__Exercise description__:
Below you will find a set of lines. Repeat them all exactly.

Start of Records

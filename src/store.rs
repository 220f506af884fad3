use std::collections::HashMap;
use std::sync::RwLock;
use std::time::{Duration, Instant};

use async_trait::async_trait;
use tracing::{debug, info};

use crate::errors::ServiceError;

/// Default validity of cached reference data.
pub const DEFAULT_TTL: Duration = Duration::from_secs(7 * 24 * 60 * 60);

/// Items stored in a [`ReferenceStore`] expose their numeric id.
pub trait Keyed {
    fn key(&self) -> u32;
}

/// Bulk loader backing a [`ReferenceStore`].
#[async_trait]
pub trait Refresher<T>: Send + Sync {
    async fn refresh(&self) -> Result<HashMap<u32, T>, ServiceError>;
}

#[derive(Debug)]
struct StoreState<T> {
    content: HashMap<u32, T>,
    refreshed_at: Option<Instant>,
}

impl<T> Default for StoreState<T> {
    fn default() -> Self {
        Self {
            content: HashMap::new(),
            refreshed_at: None,
        }
    }
}

/// Generic id-keyed cache for provider reference data (page formats,
/// gallery images, product catalogs).
///
/// Retrieval transparently refreshes through the configured [`Refresher`]
/// when the cache is empty or older than the TTL. A TTL of zero disables
/// caching and forces a refresh on every access. Refresh failures propagate
/// to the caller; stale content is never served in their place.
pub struct ReferenceStore<T> {
    name: String,
    ttl: Duration,
    refresher: std::sync::Arc<dyn Refresher<T>>,
    state: RwLock<StoreState<T>>,
}

impl<T: Clone + Send + Sync> ReferenceStore<T> {
    pub fn new<R>(
        name: impl Into<String>,
        refresher: std::sync::Arc<R>,
        ttl: Option<Duration>,
    ) -> Self
    where
        R: Refresher<T> + 'static,
    {
        Self {
            name: name.into(),
            ttl: ttl.unwrap_or(DEFAULT_TTL),
            refresher,
            state: RwLock::new(StoreState::default()),
        }
    }

    pub fn name(&self) -> &str {
        &self.name
    }

    fn is_stale(&self) -> bool {
        let state = self.state.read().unwrap();
        match state.refreshed_at {
            None => true,
            Some(_) if self.ttl.is_zero() => true,
            Some(at) => at.elapsed() > self.ttl,
        }
    }

    async fn ensure_fresh(&self) -> Result<(), ServiceError> {
        if !self.is_stale() {
            return Ok(());
        }
        debug!(store = %self.name, "refreshing reference data");
        let content = self.refresher.refresh().await?;
        info!(store = %self.name, entries = content.len(), "reference data refreshed");
        let mut state = self.state.write().unwrap();
        state.content = content;
        state.refreshed_at = Some(Instant::now());
        Ok(())
    }

    /// All cached items, ordered by id.
    pub async fn get_list(&self) -> Result<Vec<T>, ServiceError> {
        self.ensure_fresh().await?;
        let state = self.state.read().unwrap();
        let mut entries: Vec<(u32, T)> = state
            .content
            .iter()
            .map(|(id, item)| (*id, item.clone()))
            .collect();
        entries.sort_by_key(|(id, _)| *id);
        Ok(entries.into_iter().map(|(_, item)| item).collect())
    }

    pub async fn get_item(&self, id: u32) -> Result<Option<T>, ServiceError> {
        self.ensure_fresh().await?;
        Ok(self.state.read().unwrap().content.get(&id).cloned())
    }

    /// Replaces the cached content directly, resetting the TTL clock.
    pub fn update(&self, content: HashMap<u32, T>) {
        let mut state = self.state.write().unwrap();
        state.content = content;
        state.refreshed_at = Some(Instant::now());
    }

    /// Drops all cached content; the next retrieval refreshes.
    pub fn remove(&self) {
        let mut state = self.state.write().unwrap();
        state.content.clear();
        state.refreshed_at = None;
    }
}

End of Records

__Worked solution__:
filename src/store.rs
repository 220f506af884fad3
use std::collections::HashMap;
use std::sync::RwLock;
use std::time::{Duration, Instant};

use async_trait::async_trait;
use tracing::{debug, info};

use crate::errors::ServiceError;

/// Default validity of cached reference data.
pub const DEFAULT_TTL: Duration = Duration::from_secs(7 * 24 * 60 * 60);

/// Items stored in a [`ReferenceStore`] expose their numeric id.
pub trait Keyed {
    fn key(&self) -> u32;
}

/// Bulk loader backing a [`ReferenceStore`].
#[async_trait]
pub trait Refresher<T>: Send + Sync {
    async fn refresh(&self) -> Result<HashMap<u32, T>, ServiceError>;
}

#[derive(Debug)]
struct StoreState<T> {
    content: HashMap<u32, T>,
    refreshed_at: Option<Instant>,
}

impl<T> Default for StoreState<T> {
    fn default() -> Self {
        Self {
            content: HashMap::new(),
            refreshed_at: None,
        }
    }
}

/// Generic id-keyed cache for provider reference data (page formats,
/// gallery images, product catalogs).
///
/// Retrieval transparently refreshes through the configured [`Refresher`]
/// when the cache is empty or older than the TTL. A TTL of zero disables
/// caching and forces a refresh on every access. Refresh failures propagate
/// to the caller; stale content is never served in their place.
pub struct ReferenceStore<T> {
    name: String,
    ttl: Duration,
    refresher: std::sync::Arc<dyn Refresher<T>>,
    state: RwLock<StoreState<T>>,
}

impl<T: Clone + Send + Sync> ReferenceStore<T> {
    pub fn new<R>(
        name: impl Into<String>,
        refresher: std::sync::Arc<R>,
        ttl: Option<Duration>,
    ) -> Self
    where
        R: Refresher<T> + 'static,
    {
        Self {
            name: name.into(),
            ttl: ttl.unwrap_or(DEFAULT_TTL),
            refresher,
            state: RwLock::new(StoreState::default()),
        }
    }

    pub fn name(&self) -> &str {
        &self.name
    }

    fn is_stale(&self) -> bool {
        let state = self.state.read().unwrap();
        match state.refreshed_at {
            None => true,
            Some(_) if self.ttl.is_zero() => true,
            Some(at) => at.elapsed() > self.ttl,
        }
    }

    async fn ensure_fresh(&self) -> Result<(), ServiceError> {
        if !self.is_stale() {
            return Ok(());
        }
        debug!(store = %self.name, "refreshing reference data");
        let content = self.refresher.refresh().await?;
        info!(store = %self.name, entries = content.len(), "reference data refreshed");
        let mut state = self.state.write().unwrap();
        state.content = content;
        state.refreshed_at = Some(Instant::now());
        Ok(())
    }

    /// All cached items, ordered by id.
    pub async fn get_list(&self) -> Result<Vec<T>, ServiceError> {
        self.ensure_fresh().await?;
        let state = self.state.read().unwrap();
        let mut entries: Vec<(u32, T)> = state
            .content
            .iter()
            .map(|(id, item)| (*id, item.clone()))
            .collect();
        entries.sort_by_key(|(id, _)| *id);
        Ok(entries.into_iter().map(|(_, item)| item).collect())
    }

    pub async fn get_item(&self, id: u32) -> Result<Option<T>, ServiceError> {
        self.ensure_fresh().await?;
        Ok(self.state.read().unwrap().content.get(&id).cloned())
    }

    /// Replaces the cached content directly, resetting the TTL clock.
    pub fn update(&self, content: HashMap<u32, T>) {
        let mut state = self.state.write().unwrap();
        state.content = content;
        state.refreshed_at = Some(Instant::now());
    }

    /// Drops all cached content; the next retrieval refreshes.
    pub fn remove(&self) {
        let mut state = self.state.write().unwrap();
        state.content.clear();
        state.refreshed_at = None;
    }
}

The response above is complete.